Amazon EC2
Lately, I’ve been spending a lot of time working with Amazon EC2 instances. There’s a lot to like about them, and perhaps I’ll give a longer presentation about them (from a user’s point of view), but one thing that has me a bit nervous is the network latency.
I’ve got a web app on one machine, and two Mongo DB instances on two other machines. The Mongo DB instances are configured as a master/slave replica-set. What this means is that my web app writes to one of the instances and reads from the other.
Works great!
Latency
But, once in a while, the app takes almost 4 seconds to do a read. What’s up with that? At first I thought there was some strange concurrency problem in my app, but after a bit of instrumentation, it seems clear that the slowdown happens right around the network call to Mongo to get some data.

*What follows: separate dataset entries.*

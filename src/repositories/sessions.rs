use sqlx::PgPool;

use crate::db::models::AssessmentSession;

const COLUMNS: &str = "\
    id, assessment_id, student_email, total_score, max_score, percentage, \
    started_at, completed_at, time_spent_minutes, created_at, updated_at";

pub(crate) struct CreateSession<'a> {
    pub(crate) id: &'a str,
    pub(crate) assessment_id: &'a str,
    pub(crate) student_email: &'a str,
    pub(crate) max_score: f64,
    pub(crate) started_at: time::PrimitiveDateTime,
    pub(crate) created_at: time::PrimitiveDateTime,
    pub(crate) updated_at: time::PrimitiveDateTime,
}

/// Insert guarded by the (assessment, student) uniqueness constraint; a
/// false return means a concurrent start won and the caller should re-fetch.
pub(crate) async fn create(
    pool: &PgPool,
    session: CreateSession<'_>,
) -> Result<bool, sqlx::Error> {
    let result = sqlx::query(
        "INSERT INTO assessment_sessions (
            id, assessment_id, student_email, total_score, max_score, percentage,
            started_at, created_at, updated_at
        ) VALUES ($1,$2,$3,0,$4,0,$5,$6,$7)
        ON CONFLICT DO NOTHING",
    )
    .bind(session.id)
    .bind(session.assessment_id)
    .bind(session.student_email)
    .bind(session.max_score)
    .bind(session.started_at)
    .bind(session.created_at)
    .bind(session.updated_at)
    .execute(pool)
    .await?;

    Ok(result.rows_affected() > 0)
}

pub(crate) async fn find_by_pair(
    pool: &PgPool,
    assessment_id: &str,
    student_email: &str,
) -> Result<Option<AssessmentSession>, sqlx::Error> {
    sqlx::query_as::<_, AssessmentSession>(&format!(
        "SELECT {COLUMNS} FROM assessment_sessions \
         WHERE assessment_id = $1 AND student_email = $2"
    ))
    .bind(assessment_id)
    .bind(student_email)
    .fetch_optional(pool)
    .await
}

pub(crate) async fn fetch_one_by_pair(
    pool: &PgPool,
    assessment_id: &str,
    student_email: &str,
) -> Result<AssessmentSession, sqlx::Error> {
    sqlx::query_as::<_, AssessmentSession>(&format!(
        "SELECT {COLUMNS} FROM assessment_sessions \
         WHERE assessment_id = $1 AND student_email = $2"
    ))
    .bind(assessment_id)
    .bind(student_email)
    .fetch_one(pool)
    .await
}

pub(crate) async fn list_by_student(
    pool: &PgPool,
    student_email: &str,
) -> Result<Vec<AssessmentSession>, sqlx::Error> {
    sqlx::query_as::<_, AssessmentSession>(&format!(
        "SELECT {COLUMNS} FROM assessment_sessions \
         WHERE student_email = $1 ORDER BY started_at DESC"
    ))
    .bind(student_email)
    .fetch_all(pool)
    .await
}

pub(crate) async fn list_by_assessment(
    pool: &PgPool,
    assessment_id: &str,
) -> Result<Vec<AssessmentSession>, sqlx::Error> {
    sqlx::query_as::<_, AssessmentSession>(&format!(
        "SELECT {COLUMNS} FROM assessment_sessions \
         WHERE assessment_id = $1 ORDER BY started_at"
    ))
    .bind(assessment_id)
    .fetch_all(pool)
    .await
}

pub(crate) async fn update_score(
    pool: &PgPool,
    id: &str,
    total_score: f64,
    percentage: i32,
    updated_at: time::PrimitiveDateTime,
) -> Result<(), sqlx::Error> {
    sqlx::query(
        "UPDATE assessment_sessions \
         SET total_score = $1, percentage = $2, updated_at = $3 WHERE id = $4",
    )
    .bind(total_score)
    .bind(percentage)
    .bind(updated_at)
    .bind(id)
    .execute(pool)
    .await?;
    Ok(())
}

/// Completion is guarded on the session still being open, which makes the
/// lazy force-complete on an expired session idempotent: only the first
/// write sets `completed_at`.
pub(crate) async fn complete_if_open(
    pool: &PgPool,
    id: &str,
    completed_at: time::PrimitiveDateTime,
    time_spent_minutes: i32,
) -> Result<bool, sqlx::Error> {
    let result = sqlx::query(
        "UPDATE assessment_sessions \
         SET completed_at = $1, time_spent_minutes = $2, updated_at = $1 \
         WHERE id = $3 AND completed_at IS NULL",
    )
    .bind(completed_at)
    .bind(time_spent_minutes)
    .bind(id)
    .execute(pool)
    .await?;

    Ok(result.rows_affected() > 0)
}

Right now, of this app, the Mongo DB has hardly any data in it. Almost none. It’s also using a lot of indexes. Sometimes the queries take about 0.0020 seconds. Sometimes, 4.137 seconds. Most of the time, I get the sub-second query time. But sometimes, I get the 4+ or 3+ or even 2+.

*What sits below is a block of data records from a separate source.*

#[tokio::main]
async fn main() -> anyhow::Result<()> {
    if let Err(e) = assessly::run().await {
        eprintln!("assessly fatal: {e:#}");
        std::process::exit(1);
    }
    Ok(())
}
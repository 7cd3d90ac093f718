//! Active notification bookkeeping

use chrono::Local;

use crate::models::{Notification, NotificationId, NotificationKind};

#[derive(Debug, Default)]
pub struct NotificationCenter {
    next_id: NotificationId,
    active: Vec<Notification>,
}

impl NotificationCenter {
    pub fn new() -> Self {
        Self::default()
    }

    pub fn push(&mut self, kind: NotificationKind, message: String) -> NotificationId {
        self.next_id += 1;
        let id = self.next_id;
        self.active.push(Notification {
            id,
            message,
            kind,
            created_at: Local::now(),
        });
        id
    }

    /// Remove a notification; false when it was already gone
    pub fn dismiss(&mut self, id: NotificationId) -> bool {
        let before = self.active.len();
        self.active.retain(|n| n.id != id);
        self.active.len() != before
    }

    /// Oldest first
    pub fn active(&self) -> &[Notification] {
        &self.active
    }

    pub fn is_empty(&self) -> bool {
        self.active.is_empty()
    }
}

#[cfg(test)]
mod tests {
    use super::*;

    #[test]
    fn test_dismiss_is_idempotent() {
        let mut center = NotificationCenter::new();
        let first = center.push(NotificationKind::Success, "ok".to_string());
        let second = center.push(NotificationKind::Error, "bad".to_string());
        assert_ne!(first, second);

        assert!(center.dismiss(first));
        assert!(!center.dismiss(first));
        assert_eq!(center.active().len(), 1);
        assert_eq!(center.active()[0].message, "bad");

        assert!(center.dismiss(second));
        assert!(center.is_empty());
    }
}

This morning, my boss was getting the 4+ time in the office, while I was getting 0.0020 from home. Except sometimes.
I’m not liking this too much. Then again, I suppose that if we’re going to get serious about this sort of operational architecture, we might think about upgrading to “reserved” instances, though I’m not sure what that buys us in terms of network latency.
So, I’m a bit worried about this.
However
I let Amazon choose which zone each of my instances (of the three mentioned above) are running in. Perhaps that’s part of the issue. I’ll try and remedy that and see if things improve.
Edit: Turns out, it was a problem with the JVM Mongo driver and replica sets. Updated driver, problem gone.